//! Property tests over whole gestures, run through the simulated host.
//!
//! 1. Release switches mode iff the pull reached the threshold (feed top and
//!    grid bottom)
//! 2. One gesture never changes both the tab and the mode
//! 3. The feed offset survives any grid excursion

use std::time::Duration;

use feednav_core::{Delta, NavigationMode};
use feednav_harness::{DRAG_ORIGIN, Script, SimApp, SimConfig};
use proptest::prelude::*;

const THRESHOLD: u32 = 220;
const SETTLE: Duration = Duration::from_millis(400);

fn app() -> SimApp {
    SimApp::new(SimConfig::default()).expect("default config is valid")
}

fn vertical_drag(step: i32, moves: u32) -> Script {
    Script::new().drag(DRAG_ORIGIN, Delta::new(0.0, f64::from(step)), moves)
}

proptest! {
    #![proptest_config(ProptestConfig::with_cases(128))]

    #[test]
    fn feed_release_switches_iff_threshold(step in 1i32..=60, moves in 1u32..=12) {
        let mut app = app();
        app.run(&vertical_drag(step, moves));

        let reached = step.unsigned_abs() * moves >= THRESHOLD;
        let expected = if reached { NavigationMode::Grid } else { NavigationMode::Feed };
        prop_assert_eq!(app.mode(), expected);
        prop_assert_eq!(app.host().vibrations.len(), usize::from(reached));
    }

    #[test]
    fn grid_bottom_release_switches_iff_threshold(step in 1i32..=60, moves in 1u32..=12) {
        let mut app = app();
        app.run(&Script::new().pull(250.0).wait(SETTLE).scroll(10_000.0));
        prop_assert_eq!(app.mode(), NavigationMode::Grid);

        app.run(&vertical_drag(-step, moves));
        let reached = step.unsigned_abs() * moves >= THRESHOLD;
        let expected = if reached { NavigationMode::Feed } else { NavigationMode::Grid };
        prop_assert_eq!(app.mode(), expected);
    }

    #[test]
    fn gesture_never_changes_tab_and_mode(
        start in 0i32..2000,
        gestures in prop::collection::vec((-300i32..=300, -300i32..=300), 1..12),
    ) {
        let mut app = app();
        app.run(&Script::new().scroll(f64::from(start)));

        for (dx, dy) in gestures {
            let mode = app.mode();
            let tab = app.active_tab();
            app.run(&Script::new().swipe(f64::from(dx), f64::from(dy)).wait(SETTLE));
            let both = app.mode() != mode && app.active_tab() != tab;
            prop_assert!(!both, "gesture ({dx}, {dy}) changed tab and mode");
        }
    }

    #[test]
    fn feed_offset_survives_grid_excursion(
        grid_scrolls in prop::collection::vec(-3000i32..3000, 0..6),
    ) {
        let mut app = app();
        let before = app.frame().feed_offset;

        let mut script = Script::new().pull(250.0).wait(SETTLE);
        for dy in grid_scrolls {
            script = script.scroll(f64::from(dy));
        }
        app.run(&script.scroll(-10_000.0).pull(250.0));

        prop_assert_eq!(app.mode(), NavigationMode::Feed);
        prop_assert_eq!(app.frame().feed_offset, before);
        prop_assert_eq!(app.feed_scroll().offset(), before);
    }
}
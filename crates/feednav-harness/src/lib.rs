#![forbid(unsafe_code)]

//! Harness: deterministic simulation of a feednav host.
//!
//! # Role in feednav
//! `feednav-harness` stands in for the platform. It owns fake scroll
//! containers, records every effect the runtime asks for, and drives the
//! runtime from declarative gesture scripts on a manual clock.
//!
//! # Primary responsibilities
//! - **SimApp**: platform model (clamped scrolling, remount at top, native drag
//!   scrolling) around a real `NavProgram`.
//! - **Script**: user actions as data.
//! - **storm**: seeded random scripts for fault injection.
//! - **frame_hash**: blake3 digests of frames and frame sequences.

pub mod determinism;
pub mod frame_hash;
pub mod script;
pub mod sim;
pub mod storm;

pub use determinism::{FRAME, SimClock, fixture_seed};
pub use frame_hash::{FrameHasher, frame_hash};
pub use script::{DRAG_MOVES, DRAG_ORIGIN, Script, Step};
pub use sim::{FakeScroll, LoadPolicy, PendingLoad, ScrollRequest, SimApp, SimConfig, SimHost};
pub use storm::{GestureStorm, generate_storm, run_storm};
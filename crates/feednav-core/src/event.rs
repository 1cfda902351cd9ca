#![forbid(unsafe_code)]

//! Canonical input events consumed by the gesture components.
//!
//! Each variant carries only the fields its handler needs. Hosts translate
//! platform pointer, wheel and scroll callbacks into [`GestureEvent`] values and
//! deliver them serially.

use crate::boundary::ScrollPosition;
use crate::geometry::Point;

#[cfg(feature = "serde")]
use serde::{Deserialize, Serialize};

/// Platform pointer identifier (touch id, mouse = 1, pen id).
#[derive(Debug, Clone, Copy, PartialEq, Eq, Hash, PartialOrd, Ord)]
#[cfg_attr(feature = "serde", derive(Serialize, Deserialize))]
#[cfg_attr(feature = "serde", serde(transparent))]
pub struct PointerId(pub u32);

impl PointerId {
    /// Conventional id for a mouse pointer.
    pub const MOUSE: Self = Self(1);
}

/// Why a session ended without a pointer-up.
#[derive(Debug, Clone, Copy, PartialEq, Eq, Hash)]
#[cfg_attr(feature = "serde", derive(Serialize, Deserialize))]
#[cfg_attr(feature = "serde", serde(rename_all = "snake_case"))]
pub enum CancelReason {
    /// The platform delivered `pointercancel` / `touchcancel`.
    Platform,
    /// The pointer left the tracked surface.
    Leave,
    /// Pointer capture was lost before the pointer was released.
    LostCapture,
    /// Window blur or the page became hidden.
    Blur,
}

/// Raw input delivered to a surface.
#[derive(Debug, Clone, Copy, PartialEq)]
#[cfg_attr(feature = "serde", derive(Serialize, Deserialize))]
#[cfg_attr(feature = "serde", serde(tag = "kind", rename_all = "snake_case"))]
pub enum GestureEvent {
    PointerDown { pointer: PointerId, pos: Point },
    PointerMove { pointer: PointerId, pos: Point },
    PointerUp { pointer: PointerId, pos: Point },
    /// `pointer: None` cancels whichever session is live.
    Cancel {
        pointer: Option<PointerId>,
        reason: CancelReason,
    },
    /// DOM sign convention: negative `delta_y` scrolls toward the top.
    Wheel { delta_x: f64, delta_y: f64 },
    Scroll(ScrollPosition),
}

impl GestureEvent {
    #[must_use]
    pub fn down(pointer: u32, x: f64, y: f64) -> Self {
        Self::PointerDown {
            pointer: PointerId(pointer),
            pos: Point::new(x, y),
        }
    }

    #[must_use]
    pub fn moved(pointer: u32, x: f64, y: f64) -> Self {
        Self::PointerMove {
            pointer: PointerId(pointer),
            pos: Point::new(x, y),
        }
    }

    #[must_use]
    pub fn up(pointer: u32, x: f64, y: f64) -> Self {
        Self::PointerUp {
            pointer: PointerId(pointer),
            pos: Point::new(x, y),
        }
    }

    /// Short static name, used as a tracing field.
    #[must_use]
    pub const fn kind(&self) -> &'static str {
        match self {
            Self::PointerDown { .. } => "pointer_down",
            Self::PointerMove { .. } => "pointer_move",
            Self::PointerUp { .. } => "pointer_up",
            Self::Cancel { .. } => "cancel",
            Self::Wheel { .. } => "wheel",
            Self::Scroll(_) => "scroll",
        }
    }

    /// True for the pointer lifecycle variants (down/move/up/cancel).
    #[must_use]
    pub const fn is_pointer(&self) -> bool {
        matches!(
            self,
            Self::PointerDown { .. }
                | Self::PointerMove { .. }
                | Self::PointerUp { .. }
                | Self::Cancel { .. }
        )
    }

    /// Whether every coordinate, delta and scroll field is a finite number.
    #[must_use]
    pub fn is_finite(&self) -> bool {
        match self {
            Self::PointerDown { pos, .. }
            | Self::PointerMove { pos, .. }
            | Self::PointerUp { pos, .. } => pos.is_finite(),
            Self::Cancel { .. } => true,
            Self::Wheel { delta_x, delta_y } => delta_x.is_finite() && delta_y.is_finite(),
            Self::Scroll(position) => position.is_finite(),
        }
    }
}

....

◆ **What you need to do**
Repeat exactly the lines from the first line of the records above through the line containing "and the mode", both included, and nothing else.

◆ **Solution to the problem**
//! Property tests over whole gestures, run through the simulated host.
//!
//! 1. Release switches mode iff the pull reached the threshold (feed top and
//!    grid bottom)
//! 2. One gesture never changes both the tab and the mode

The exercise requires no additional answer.